[Material provided Boundary: Start]

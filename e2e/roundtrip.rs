// e2e/roundtrip.rs — black-box round-trip coverage of the public
// `compress`/`decompress` API across the scenarios called out in the core
// design: boundary sizes, every special-cased byte pattern the matchers
// target, and the uniformly random adversarial case.

use rand::{Rng, SeedableRng};

use bcpack::{compress, decompress};

fn roundtrip(input: &[u8]) {
    let packed = compress(input);
    let unpacked = decompress(&packed).expect("decompress of our own output must succeed");
    assert_eq!(unpacked, input, "round-trip mismatch for {} byte input", input.len());
}

#[test]
fn empty_input() {
    roundtrip(b"");
}

#[test]
fn single_byte() {
    roundtrip(b"x");
}

#[test]
fn two_bytes() {
    roundtrip(b"xy");
}

#[test]
fn boundary_seventeen_bytes() {
    roundtrip(b"0123456789abcdefg");
}

#[test]
fn just_over_one_skip_run() {
    // One byte past the 16-literal SKIP cap, forcing SKIP_LONG framing.
    let input: Vec<u8> = (0u8..=16).collect();
    roundtrip(&input);
}

#[test]
fn four_thousand_ninety_six_bytes() {
    let input: Vec<u8> = (0..4096u32).map(|i| (i % 251) as u8).collect();
    roundtrip(&input);
}

#[test]
fn sixty_four_kib_random() {
    let mut rng = rand::rngs::StdRng::seed_from_u64(0x9E3779B97F4A7C15);
    let input: Vec<u8> = (0..64 * 1024).map(|_| rng.gen()).collect();
    roundtrip(&input);
}

#[test]
fn sixty_four_kib_all_zero() {
    roundtrip(&vec![0u8; 64 * 1024]);
}

#[test]
fn arithmetic_progression_256_bytes_step_3() {
    let input: Vec<u8> = (0..256u32).map(|i| (i.wrapping_mul(3)) as u8).collect();
    roundtrip(&input);
}

#[test]
fn fibonacci_bytes() {
    let mut v = vec![3u8, 5u8];
    for _ in 0..128 {
        let next = v[v.len() - 1].wrapping_add(v[v.len() - 2]);
        v.push(next);
    }
    roundtrip(&v);
}

#[test]
fn mirror_palindromes() {
    let mut input = b"abcdefghij".to_vec();
    let mut rev = input.clone();
    rev.reverse();
    input.extend(rev);
    roundtrip(&input);
}

#[test]
fn dictionary_favorable_repeated_phrase() {
    let input = "a sixteen byte!!".repeat(50);
    roundtrip(input.as_bytes());
}

#[test]
fn uniformly_random_worst_case() {
    let mut rng = rand::rngs::StdRng::seed_from_u64(0xDEADBEEF);
    let input: Vec<u8> = (0..8192).map(|_| rng.gen()).collect();
    roundtrip(&input);
}

#[test]
fn offset_segment_shared_high_nibble_run() {
    let input: Vec<u8> = (0..40u8).map(|i| 0x50 | (i % 13)).collect();
    roundtrip(&input);
}

#[test]
fn jumping_segment_slow_drift() {
    let mut v = vec![0x80u8];
    for i in 0..60u8 {
        let delta = ((i % 7) as i16) - 3;
        let next = (v.last().copied().unwrap() as i16 + delta).rem_euclid(256) as u8;
        v.push(next);
    }
    roundtrip(&v);
}

#[test]
fn geometric_progression_bytes() {
    let mut v = vec![1u8];
    for _ in 0..10 {
        v.push(v.last().copied().unwrap().wrapping_mul(3));
    }
    roundtrip(&v);
}

#[test]
fn mixed_binary_blob() {
    let mut input = Vec::new();
    input.extend_from_slice(b"The quick brown fox ");
    input.extend(std::iter::repeat(0xABu8).take(30));
    input.extend((0..20u8).map(|i| i.wrapping_mul(7)));
    input.extend_from_slice(b"The quick brown fox ");
    roundtrip(&input);
}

[Material provided Boundary: End]

## Assigned task
Transcribe the whole listing above, keeping each line exactly as written.

## Answer space
filename e2e/roundtrip.rs
// e2e/roundtrip.rs — black-box round-trip coverage of the public
// `compress`/`decompress` API across the scenarios called out in the core
// design: boundary sizes, every special-cased byte pattern the matchers
// target, and the uniformly random adversarial case.

use rand::{Rng, SeedableRng};

use bcpack::{compress, decompress};

fn roundtrip(input: &[u8]) {
    let packed = compress(input);
    let unpacked = decompress(&packed).expect("decompress of our own output must succeed");
    assert_eq!(unpacked, input, "round-trip mismatch for {} byte input", input.len());
}

#[test]
fn empty_input() {
    roundtrip(b"");
}

#[test]
fn single_byte() {
    roundtrip(b"x");
}

#[test]
fn two_bytes() {
    roundtrip(b"xy");
}

#[test]
fn boundary_seventeen_bytes() {
    roundtrip(b"0123456789abcdefg");
}

#[test]
fn just_over_one_skip_run() {
    // One byte past the 16-literal SKIP cap, forcing SKIP_LONG framing.
    let input: Vec<u8> = (0u8..=16).collect();
    roundtrip(&input);
}

#[test]
fn four_thousand_ninety_six_bytes() {
    let input: Vec<u8> = (0..4096u32).map(|i| (i % 251) as u8).collect();
    roundtrip(&input);
}

#[test]
fn sixty_four_kib_random() {
    let mut rng = rand::rngs::StdRng::seed_from_u64(0x9E3779B97F4A7C15);
    let input: Vec<u8> = (0..64 * 1024).map(|_| rng.gen()).collect();
    roundtrip(&input);
}

#[test]
fn sixty_four_kib_all_zero() {
    roundtrip(&vec![0u8; 64 * 1024]);
}

#[test]
fn arithmetic_progression_256_bytes_step_3() {
    let input: Vec<u8> = (0..256u32).map(|i| (i.wrapping_mul(3)) as u8).collect();
    roundtrip(&input);
}

#[test]
fn fibonacci_bytes() {
    let mut v = vec![3u8, 5u8];
    for _ in 0..128 {
        let next = v[v.len() - 1].wrapping_add(v[v.len() - 2]);
        v.push(next);
    }
    roundtrip(&v);
}

#[test]
fn mirror_palindromes() {
    let mut input = b"abcdefghij".to_vec();
    let mut rev = input.clone();
    rev.reverse();
    input.extend(rev);
    roundtrip(&input);
}

#[test]
fn dictionary_favorable_repeated_phrase() {
    let input = "a sixteen byte!!".repeat(50);
    roundtrip(input.as_bytes());
}

#[test]
fn uniformly_random_worst_case() {
    let mut rng = rand::rngs::StdRng::seed_from_u64(0xDEADBEEF);
    let input: Vec<u8> = (0..8192).map(|_| rng.gen()).collect();
    roundtrip(&input);
}

#[test]
fn offset_segment_shared_high_nibble_run() {
    let input: Vec<u8> = (0..40u8).map(|i| 0x50 | (i % 13)).collect();
    roundtrip(&input);
}

#[test]
fn jumping_segment_slow_drift() {
    let mut v = vec![0x80u8];
    for i in 0..60u8 {
        let delta = ((i % 7) as i16) - 3;
        let next = (v.last().copied().unwrap() as i16 + delta).rem_euclid(256) as u8;
        v.push(next);
    }
    roundtrip(&v);
}

#[test]
fn geometric_progression_bytes() {
    let mut v = vec![1u8];
    for _ in 0..10 {
        v.push(v.last().copied().unwrap().wrapping_mul(3));
    }
    roundtrip(&v);
}

#[test]
fn mixed_binary_blob() {
    let mut input = Vec::new();
    input.extend_from_slice(b"The quick brown fox ");
    input.extend(std::iter::repeat(0xABu8).take(30));
    input.extend((0..20u8).map(|i| i.wrapping_mul(7)));
    input.extend_from_slice(b"The quick brown fox ");
    roundtrip(&input);
}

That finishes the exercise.